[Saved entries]
//! Entity Managers - validated CRUD over the in-memory collections.
//!
//! Every write follows the same path:
//! 1. validate the draft (nothing is touched on failure)
//! 2. mutate the in-memory collection
//! 3. persist all collections to the Local Store
//! 4. mirror to the remote service in the background, if attached
//!
//! Drafts are the form-level input. A draft without an id inserts a new
//! record; a draft with an id overwrites the record with that id.

use crate::document::{clamp_qty, Document};
use crate::local::StorageBackend;
use crate::record::total_of;
use crate::state::{Collection, Keyed};
use crate::{
    error::Result, ids, AppState, Client, CollectionName, Engine, Error, Order, OrderItem,
    PaymentMethod, Product, RecordId,
};
use chrono::{NaiveDate, NaiveTime, Utc};
use rust_decimal::Decimal;
use serde::Serialize;
use std::marker::PhantomData;

/// A record type managed by the engine.
pub trait Entity: Keyed + Clone + Serialize + Sized + Send + 'static {
    /// Remote/local collection holding this type.
    const COLLECTION: CollectionName;
    /// Prefix of locally generated ids.
    const ID_PREFIX: &'static str;

    fn collection(state: &AppState) -> &Collection<Self>;
    fn collection_mut(state: &mut AppState) -> &mut Collection<Self>;
    fn to_document(&self) -> Result<Document>;
    fn from_document(doc: &Document) -> Result<Self>;
}

impl Entity for Product {
    const COLLECTION: CollectionName = CollectionName::Products;
    const ID_PREFIX: &'static str = "prod_";

    fn collection(state: &AppState) -> &Collection<Self> {
        &state.products
    }
    fn collection_mut(state: &mut AppState) -> &mut Collection<Self> {
        &mut state.products
    }
    fn to_document(&self) -> Result<Document> {
        Product::to_document(self)
    }
    fn from_document(doc: &Document) -> Result<Self> {
        Product::from_document(doc)
    }
}

impl Entity for Client {
    const COLLECTION: CollectionName = CollectionName::Clients;
    const ID_PREFIX: &'static str = "cli_";

    fn collection(state: &AppState) -> &Collection<Self> {
        &state.clients
    }
    fn collection_mut(state: &mut AppState) -> &mut Collection<Self> {
        &mut state.clients
    }
    fn to_document(&self) -> Result<Document> {
        Client::to_document(self)
    }
    fn from_document(doc: &Document) -> Result<Self> {
        Client::from_document(doc)
    }
}

impl Entity for Order {
    const COLLECTION: CollectionName = CollectionName::Orders;
    const ID_PREFIX: &'static str = "order_";

    fn collection(state: &AppState) -> &Collection<Self> {
        &state.orders
    }
    fn collection_mut(state: &mut AppState) -> &mut Collection<Self> {
        &mut state.orders
    }
    fn to_document(&self) -> Result<Document> {
        Order::to_document(self)
    }
    fn from_document(doc: &Document) -> Result<Self> {
        Order::from_document(doc)
    }
}

/// Form-level input that becomes a record of type `Self::Record`.
pub trait Draft {
    type Record: Entity;

    /// Id of the record being edited, `None` for a new record.
    fn id(&self) -> Option<&str>;

    /// Validate and build the record under `id`.
    ///
    /// Must not have side effects: a failure here means nothing changed.
    fn build(self, id: RecordId, state: &AppState) -> Result<Self::Record>;
}

fn required_text(field: &str, value: &str) -> Result<String> {
    let trimmed = value.trim();
    if trimmed.is_empty() {
        return Err(Error::MissingRequiredField(field.to_string()));
    }
    Ok(trimmed.to_string())
}

fn non_negative(field: &str, value: Decimal) -> Result<Decimal> {
    if value.is_sign_negative() && !value.is_zero() {
        return Err(Error::invalid(field, "must not be negative"));
    }
    Ok(value)
}

/// Product form.
#[derive(Debug, Clone, PartialEq, Default)]
pub struct ProductDraft {
    pub id: Option<RecordId>,
    pub name: String,
    pub price: Decimal,
}

impl ProductDraft {
    pub fn new(name: impl Into<String>, price: Decimal) -> Self {
        Self {
            id: None,
            name: name.into(),
            price,
        }
    }

    pub fn with_id(mut self, id: impl Into<RecordId>) -> Self {
        self.id = Some(id.into());
        self
    }
}

impl From<&Product> for ProductDraft {
    fn from(product: &Product) -> Self {
        Self {
            id: Some(product.id.clone()),
            name: product.name.clone(),
            price: product.price,
        }
    }
}

impl Draft for ProductDraft {
    type Record = Product;

    fn id(&self) -> Option<&str> {
        self.id.as_deref()
    }

    fn build(self, id: RecordId, _state: &AppState) -> Result<Product> {
        Ok(Product {
            id,
            name: required_text("name", &self.name)?,
            price: non_negative("price", self.price)?,
        })
    }
}

/// Client form.
#[derive(Debug, Clone, PartialEq, Default)]
pub struct ClientDraft {
    pub id: Option<RecordId>,
    pub name: String,
    pub phone: String,
}

impl ClientDraft {
    pub fn new(name: impl Into<String>, phone: impl Into<String>) -> Self {
        Self {
            id: None,
            name: name.into(),
            phone: phone.into(),
        }
    }

    pub fn with_id(mut self, id: impl Into<RecordId>) -> Self {
        self.id = Some(id.into());
        self
    }
}

impl From<&Client> for ClientDraft {
    fn from(client: &Client) -> Self {
        Self {
            id: Some(client.id.clone()),
            name: client.name.clone(),
            phone: client.phone.clone(),
        }
    }
}

impl Draft for ClientDraft {
    type Record = Client;

    fn id(&self) -> Option<&str> {
        self.id.as_deref()
    }

    fn build(self, id: RecordId, _state: &AppState) -> Result<Client> {
        Ok(Client {
            id,
            name: required_text("name", &self.name)?,
            phone: self.phone.trim().to_string(),
        })
    }
}

/// One line of an order form. `qty` is raw user input and gets clamped.
#[derive(Debug, Clone, PartialEq)]
pub struct ItemDraft {
    pub id: Option<RecordId>,
    pub name: String,
    pub price: Decimal,
    pub qty: i64,
}

impl ItemDraft {
    /// A catalog line: copies the product's id, name and price by value.
    pub fn from_product(product: &Product, qty: i64) -> Self {
        Self {
            id: Some(product.id.clone()),
            name: product.name.clone(),
            price: product.price,
            qty,
        }
    }

    /// A free-form line entered at order time.
    pub fn custom(name: impl Into<String>, price: Decimal, qty: i64) -> Self {
        Self {
            id: None,
            name: name.into(),
            price,
            qty,
        }
    }

    fn build(self) -> Result<OrderItem> {
        Ok(OrderItem {
            id: self
                .id
                .filter(|id| !id.is_empty())
                .unwrap_or_else(|| ids::generate("item_")),
            name: self.name.trim().to_string(),
            price: non_negative("price", self.price)?,
            qty: clamp_qty(self.qty),
        })
    }
}

impl From<&OrderItem> for ItemDraft {
    fn from(item: &OrderItem) -> Self {
        Self {
            id: Some(item.id.clone()),
            name: item.name.clone(),
            price: item.price,
            qty: i64::from(item.qty),
        }
    }
}

/// Order form.
#[derive(Debug, Clone, PartialEq, Default)]
pub struct OrderDraft {
    pub id: Option<RecordId>,
    pub date: Option<NaiveDate>,
    pub time: Option<NaiveTime>,
    /// Selected client; empty or `None` for a walk-in order.
    pub client_id: Option<RecordId>,
    /// Snapshot kept when the client is not (or no longer) in the catalog.
    pub client_name: String,
    pub client_phone: String,
    pub items: Vec<ItemDraft>,
    pub payment_method: PaymentMethod,
    pub paid: bool,
    /// Whatever total the form displayed. Ignored: the saved total is
    /// always recomputed from the items.
    pub total: Option<Decimal>,
}

impl OrderDraft {
    pub fn new(date: NaiveDate) -> Self {
        Self {
            date: Some(date),
            ..Self::default()
        }
    }

    pub fn at(mut self, time: NaiveTime) -> Self {
        self.time = Some(time);
        self
    }

    pub fn for_client(mut self, client_id: impl Into<RecordId>) -> Self {
        self.client_id = Some(client_id.into());
        self
    }

    pub fn item(mut self, item: ItemDraft) -> Self {
        self.items.push(item);
        self
    }

    pub fn with_id(mut self, id: impl Into<RecordId>) -> Self {
        self.id = Some(id.into());
        self
    }
}

impl From<&Order> for OrderDraft {
    fn from(order: &Order) -> Self {
        Self {
            id: Some(order.id.clone()),
            date: Some(order.date),
            time: order.time,
            client_id: Some(order.client_id.clone()).filter(|id| !id.is_empty()),
            client_name: order.client_name.clone(),
            client_phone: order.client_phone.clone(),
            items: order.items.iter().map(ItemDraft::from).collect(),
            payment_method: order.payment_method,
            paid: order.paid,
            total: Some(order.total),
        }
    }
}

impl Draft for OrderDraft {
    type Record = Order;

    fn id(&self) -> Option<&str> {
        self.id.as_deref()
    }

    fn build(self, id: RecordId, state: &AppState) -> Result<Order> {
        let date = self
            .date
            .ok_or_else(|| Error::MissingRequiredField("date".into()))?;
        if self.items.is_empty() {
            return Err(Error::EmptyOrder);
        }
        let items = self
            .items
            .into_iter()
            .map(ItemDraft::build)
            .collect::<Result<Vec<_>>>()?;

        let client_id = self.client_id.unwrap_or_default();
        let (client_name, client_phone) = match state.client(&client_id) {
            Some(client) => (client.name.clone(), client.phone.clone()),
            None => (self.client_name, self.client_phone),
        };

        let saved_at = Utc::now();
        let created_at = state
            .order(&id)
            .and_then(|existing| existing.created_at)
            .or(Some(saved_at));
        let total = total_of(&items);
        if let Some(supplied) = self.total.filter(|t| *t != total) {
            tracing::debug!(order = %id, %supplied, %total, "Replacing stale order total");
        }

        Ok(Order {
            id,
            date,
            time: self.time,
            client_id,
            client_name,
            client_phone,
            items,
            payment_method: self.payment_method,
            paid: self.paid,
            total,
            created_at,
            updated_at: Some(saved_at),
        })
    }
}

/// CRUD handle for one collection, borrowed from an [`Engine`].
pub struct Manager<'e, E, B> {
    engine: &'e mut Engine<B>,
    _entity: PhantomData<E>,
}

impl<'e, E: Entity, B: StorageBackend> Manager<'e, E, B> {
    pub(crate) fn new(engine: &'e mut Engine<B>) -> Self {
        Self {
            engine,
            _entity: PhantomData,
        }
    }

    /// All records of this collection.
    pub fn list(&self) -> &[E] {
        E::collection(self.engine.state()).as_slice()
    }

    pub fn get(&self, id: &str) -> Option<&E> {
        E::collection(self.engine.state()).get(id)
    }

    /// Insert or overwrite a record from a draft.
    ///
    /// Validation failures return before anything is mutated. The returned
    /// record is what was stored (with its id and any normalization).
    pub fn upsert<D: Draft<Record = E>>(&mut self, draft: D) -> Result<E> {
        let id = draft
            .id()
            .filter(|id| !id.trim().is_empty())
            .map(str::to_string)
            .unwrap_or_else(|| ids::generate(E::ID_PREFIX));
        let record = draft.build(id, self.engine.state())?;
        let document = record.to_document()?;

        let replaced = E::collection_mut(self.engine.state_mut()).upsert(record.clone());
        self.engine.persist()?;
        tracing::debug!(
            collection = %E::COLLECTION,
            id = %record.key(),
            inserted = replaced.is_none(),
            "Saved record"
        );

        self.engine.mirror_set(E::COLLECTION, document);
        Ok(record)
    }

    /// Remove a record by id.
    ///
    /// Returns the removed record, or `None` if no record had that id (in
    /// which case nothing is persisted or mirrored).
    pub fn delete(&mut self, id: &str) -> Result<Option<E>> {
        let Some(removed) = E::collection_mut(self.engine.state_mut()).remove(id) else {
            return Ok(None);
        };
        self.engine.persist()?;
        tracing::debug!(collection = %E::COLLECTION, id = %id, "Deleted record");

        self.engine.mirror_delete(E::COLLECTION, id.to_string());
        Ok(Some(removed))
    }
}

- [GOAL OF THE EXERCISE] Line by line, check the data above for the word "supplied" and state how many lines contain it. Give only the number.

- [ANSWER FOR THE TASK] 2